Les partisans de l’ADL déclarent néanmoins que dans ce cas particulier, la décision qui a été prise est entachée d’irrégularités présumée et que certains contributeurs impliqués dans le débat semblent nourrir une partialité anti-israélienne.
Parmi les groupes qui ont pris la défense de l’ADL, WhiteHatWiki, une firme offrant des services de réponse de crise en lien avec Wikipedia. WhiteHatWiki ne touche aucune rémunération de la part de l’Anti-Defamation League, ont fait savoir les deux parties.
« Il est compréhensible qu’en cette période de passions enflammées, des gens se retrouvent plongés dans le débat idéologique », a commenté un membre de WhiteHatWiki dans un fil de discussion sur Wikipedia. « Mais malheureusement, il y a une trop grande part d’idéologie qui s’est infiltrée dans cette discussion de Wikipedia avec de nombreux contributeurs qui se sont appuyés sur une rhétorique incendiaire et trompeuse qui avait été postée par d’autres ».
Dans sa propre réponse à cette décision, l’ADL avait initialement blâmé « une campagne visant à ôter toute légitimité à l’ADL ».
Le directeur-général de l’organisation Jonathan Greenblatt a longuement évoqué la controverse, vendredi, disant dans un entretien télévisé que Wikipedia « est une organisation pour laquelle nous avons un respect profond » avant d’ajouter que « dans le cas qui nous occupe, elle se trompe complètement ».
« Nous devons écouter les Afro-américains lorsqu’ils nous expliquent ce qu’est le racisme, nous devons écouter les groupes LGBTQ quand ils nous expliquent ce qu’est l’homophobie et nous devons écouter les Juifs quand ils nous expliquent ce qu’est l’antisémitisme », a-t-il dit.
Un débat commencé il y a des mois parmi les contributeurs de Wikipedia, qui portait sur la fiabilité supposée de l’ADL, avait échappé aux médias jusqu’à ce que JTA fasse savoir, la semaine dernière, que la discussion était sur le point de se clore et que Wikipedia avait pris la décision de considérer l’Anti-Defamation League comme « source généralement non-fiable » s’agissant de ses informations sur le conflit israélo-palestinien.
Les contributeurs avaient aussi débattu de la fiabilité de l’ADL en matière d’antisémitisme, et une majorité écrasante avait finalement jugé que l’ADL n’était pas non plus digne de confiance sur cette question dans la mesure où elle assimilait les critiques d’Israël à une expression de haine antijuive.
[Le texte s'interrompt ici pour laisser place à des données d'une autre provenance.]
//! Seam between the engine and the management platform.

use crate::error::{LossError, Result};
use crate::models::{Connection, FiberCore, ManagedConnection, PmQueryResponse};
use chrono::{DateTime, Duration, DurationRound, Utc};
use std::future::Future;

/// Read access to the management platform.
///
/// One client is shared read-only by every task of a run, so implementations
/// must be `Send + Sync` and return `Send` futures.
pub trait TelemetryClient: Send + Sync + 'static {
    /// Full physical-connection inventory
    fn fetch_inventory(&self) -> impl Future<Output = Result<Vec<Connection>>> + Send;

    /// Fiber characteristics of one connection, in platform order
    fn fetch_characteristics(
        &self,
        connection_id: i64,
    ) -> impl Future<Output = Result<Vec<FiberCore>>> + Send;

    /// Connections known to the PM application, with their PM object ids
    fn fetch_managed_connections(
        &self,
    ) -> impl Future<Output = Result<Vec<ManagedConnection>>> + Send;

    /// PM series of one object over `window`
    fn fetch_pm_series(
        &self,
        object_id: &str,
        window: PmWindow,
    ) -> impl Future<Output = Result<PmQueryResponse>> + Send;
}

/// Lookback window of a PM query, at minute granularity
#[derive(Debug, Clone, Copy, PartialEq, Eq)]
pub struct PmWindow {
    pub start: DateTime<Utc>,
    pub end: DateTime<Utc>,
}

impl PmWindow {
    pub const DEFAULT_LOOKBACK_MINUTES: i64 = 60;
    /// One week
    pub const MAX_LOOKBACK_MINUTES: i64 = 10_080;

    /// Window ending at `now` truncated to the minute.
    ///
    /// `minutes` must lie in `1..=MAX_LOOKBACK_MINUTES`.
    pub fn lookback(now: DateTime<Utc>, minutes: i64) -> Result<Self> {
        if !(1..=Self::MAX_LOOKBACK_MINUTES).contains(&minutes) {
            return Err(LossError::InvalidLookback(minutes));
        }
        let end = Self::minute_floor(now);
        let start = Duration::try_minutes(minutes)
            .and_then(|span| end.checked_sub_signed(span))
            .ok_or(LossError::InvalidLookback(minutes))?;
        Ok(Self { start, end })
    }

    pub fn last_hour(now: DateTime<Utc>) -> Self {
        let end = Self::minute_floor(now);
        Self {
            start: end - Duration::minutes(Self::DEFAULT_LOOKBACK_MINUTES),
            end,
        }
    }

    fn minute_floor(now: DateTime<Utc>) -> DateTime<Utc> {
        now.duration_trunc(Duration::minutes(1)).unwrap_or(now)
    }
}
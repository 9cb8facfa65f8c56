//! OTS loss engine
//!
//! Computes the optical loss of every core of the OTS connections carrying a
//! given line-amplifier type, from two NFM-T sources:
//! - static fiber characteristics (egress power, Raman gain, reported ingress)
//! - Next-Gen PM telemetry (measured receive power of the far-end ports)
//!
//! For Raman-amplified spans (`RA2P`) the amplifier's measured line-in power
//! replaces the ingress power the core reports for itself.
//!
//! The platform is reached through [`TelemetryClient`]; this crate does no
//! I/O of its own.

pub mod calculator;
pub mod characteristics;
pub mod error;
pub mod models;
pub mod reconciler;
pub mod scheduler;
pub mod selector;
pub mod state;
pub mod telemetry;

pub use calculator::{compute_loss, PowerSource, AMPLIFIER_POLICY_MARKER};
pub use error::{LossError, Result};
pub use models::{Connection, FiberCore, LossRecord, ManagedConnection, PmQueryResponse, RamanGain};
pub use reconciler::{Reconciliation, ReconciledPower};
pub use scheduler::{LossEngine, Report};
pub use selector::select_connections;
pub use telemetry::{PmWindow, TelemetryClient};
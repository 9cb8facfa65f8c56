//! Lock-guarded state shared between connection tasks.

use parking_lot::Mutex;
use std::sync::Arc;

pub type Shared<T> = Arc<Mutex<T>>;

pub fn new_state<T>(value: T) -> Shared<T> {
    Arc::new(Mutex::new(value))
}

/// Append-only collection that concurrent tasks push finished fragments into.
///
/// Every append takes the lock for the whole fragment, so rows of one
/// fragment are never interleaved with rows of another.
pub struct FragmentSink<T> {
    inner: Shared<Vec<T>>,
}

impl<T> FragmentSink<T> {
    pub fn new() -> Self {
        Self {
            inner: new_state(Vec::new()),
        }
    }

    /// Appends a fragment and returns the number of items collected so far.
    pub fn append(&self, fragment: Vec<T>) -> usize {
        let mut items = self.inner.lock();
        items.extend(fragment);
        items.len()
    }

    pub fn len(&self) -> usize {
        self.inner.lock().len()
    }

    pub fn is_empty(&self) -> bool {
        self.inner.lock().is_empty()
    }

    /// Takes everything collected so far, leaving the sink empty.
    pub fn drain(&self) -> Vec<T> {
        std::mem::take(&mut *self.inner.lock())
    }
}

impl<T> Clone for FragmentSink<T> {
    fn clone(&self) -> Self {
        Self {
            inner: Arc::clone(&self.inner),
        }
    }
}

impl<T> Default for FragmentSink<T> {
    fn default() -> Self {
        Self::new()
    }
}
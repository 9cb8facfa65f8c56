/*!
Test harness for loss runs

Wires a [`MockTelemetryClient`] into a [`LossEngine`] with:
- a fixed clock, so PM windows and timestamps are reproducible
- scenario helpers that register a connection with its cores and PM rows
- assertions on the rows of a finished run
*/

use crate::fixtures::{pm_response, raman_ots};
use crate::mock_client::{MockEndpoint, MockTelemetryClient};
use anyhow::Result;
use chrono::{DateTime, TimeZone, Utc};
use otsloss_core::telemetry::PmWindow;
use otsloss_core::{LossEngine, Report};
use serde_json::Value;
use std::collections::HashMap;
use std::sync::Arc;

/// Harness around one mocked NFM-T instance
pub struct TestHarness {
    pub client: Arc<MockTelemetryClient>,
    ld_type: String,
    now: DateTime<Utc>,
}

impl TestHarness {
    /// Harness for `ld_type`, with the clock at 2024-01-02 11:00 UTC
    pub fn new(ld_type: &str) -> Self {
        env_logger::try_init().ok();

        Self {
            client: Arc::new(MockTelemetryClient::new()),
            ld_type: ld_type.to_string(),
            now: Utc
                .with_ymd_and_hms(2024, 1, 2, 11, 0, 0)
                .single()
                .unwrap_or_else(Utc::now),
        }
    }

    pub fn at(mut self, now: DateTime<Utc>) -> Self {
        self.now = now;
        self
    }

    pub fn now(&self) -> DateTime<Utc> {
        self.now
    }

    pub fn window(&self) -> PmWindow {
        PmWindow::last_hour(self.now)
    }

    pub fn engine(&self) -> LossEngine<MockTelemetryClient> {
        LossEngine::new(Arc::clone(&self.client), self.ld_type.clone(), self.window())
    }

    /// PM object id the harness assigns to a connection id
    pub fn pm_object_id(connection_id: i64) -> String {
        format!("pm-{}", connection_id)
    }

    /// Registers a Raman OTS (see [`raman_ots`]) with its cores, managed by
    /// the PM application when `pm_rows` is given
    pub fn add_raman_ots(
        &self,
        id: i64,
        label: &str,
        cores: Vec<Value>,
        pm_rows: Option<Vec<Value>>,
    ) -> &Self {
        self.client
            .add_connection(raman_ots(id, label).build())
            .set_characteristics(id, Value::Array(cores));

        if let Some(rows) = pm_rows {
            let object_id = Self::pm_object_id(id);
            self.client
                .add_managed(label, &object_id)
                .set_pm_series(&object_id, pm_response(rows));
        }
        log::info!("Registered OTS {} (id {})", label, id);
        self
    }

    pub async fn run(&self) -> otsloss_core::Result<Report> {
        self.engine().run().await
    }

    /// Fails unless `connection` has exactly `expected` losses, in order
    pub fn assert_losses(&self, report: &Report, connection: &str, expected: &[f64]) -> Result<()> {
        let actual: Vec<f64> = report.rows_for(connection).map(|row| row.total_loss).collect();
        if actual.len() != expected.len() {
            anyhow::bail!(
                "OTS '{}': expected {} rows, got {} ({:?})",
                connection,
                expected.len(),
                actual.len(),
                actual
            );
        }

        for (index, (got, want)) in actual.iter().zip(expected).enumerate() {
            if (got - want).abs() > 1e-9 {
                anyhow::bail!(
                    "OTS '{}' row {}: expected loss {}, got {}",
                    connection,
                    index,
                    want,
                    got
                );
            }
        }
        Ok(())
    }

    /// Fails unless `connection` was skipped for lack of telemetry
    pub fn assert_skipped(&self, report: &Report, connection: &str) -> Result<()> {
        if !report.skipped.iter().any(|label| label == connection) {
            anyhow::bail!("OTS '{}' not skipped (skipped: {:?})", connection, report.skipped);
        }
        if report.rows_for(connection).next().is_some() {
            anyhow::bail!("OTS '{}' skipped but has rows", connection);
        }
        Ok(())
    }

    pub fn get_stats(&self) -> RunStats {
        let mut calls = HashMap::new();
        for endpoint in [
            MockEndpoint::Inventory,
            MockEndpoint::Characteristics,
            MockEndpoint::ManagedConnections,
            MockEndpoint::PmSeries,
        ] {
            calls.insert(endpoint, self.client.call_count(endpoint));
        }
        RunStats { calls }
    }
}

#[derive(Debug)]
pub struct RunStats {
    pub calls: HashMap<MockEndpoint, usize>,
}

impl RunStats {
    pub fn count(&self, endpoint: MockEndpoint) -> usize {
        self.calls.get(&endpoint).copied().unwrap_or(0)
    }

    pub fn print(&self) {
        println!("Mock NFM-T calls:");
        for (endpoint, count) in &self.calls {
            println!("  {:?}: {}", endpoint, count);
        }
    }
}

/// Declares a `#[tokio::test]` that gets a fresh [`TestHarness`] for an LD type
#[macro_export]
macro_rules! loss_test {
    ($name:ident, $ld_type:expr, |$harness:ident| $body:block) => {
        #[tokio::test]
        async fn $name() {
            async fn scenario($harness: &$crate::test_utils::TestHarness) -> anyhow::Result<()> $body

            let harness = $crate::test_utils::TestHarness::new($ld_type);
            match scenario(&harness).await {
                Ok(()) => harness.get_stats().print(),
                Err(e) => panic!("Test '{}' failed: {}", stringify!($name), e),
            }
        }
    };
}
Un contributeur avait finalement opté pour une décision plus nuancée, déclarant que l’organisation « peut être fiable sur la problématique de l’antisémitisme hors des contextes d’Israël et du sionisme ».
Parmi les sujets qui n’ont pas été réglés dans le cadre du débat des contributeurs, la validité de la définition de l’antisémitisme qui est celle de l’ADL, une définition de travail qui a été mise au point par l’International Holocaust Remembrance Alliance (IHRA). Plus d’un millier d’instances gouvernementales et d’institutions ont adopté cette définition mais ses détracteurs déclarent que ses clauses portant sur les critiques d’Israël sont susceptibles d’être utilisées pour réduire au silence les voix pro-palestiniennes.
La lettre qui a été envoyée par les groupes juifs à la Fondation Wikimedia a aussi pris la défense de la définition de l’IHRA.
« Nous partageons tous la même conviction qu’une attaque sur la fiabilité de l’ADL en raison de son usage de la définition de l’IHRA et de la défense, par cette organisation, du peuple juif nous affaiblit tous », a noté la missive.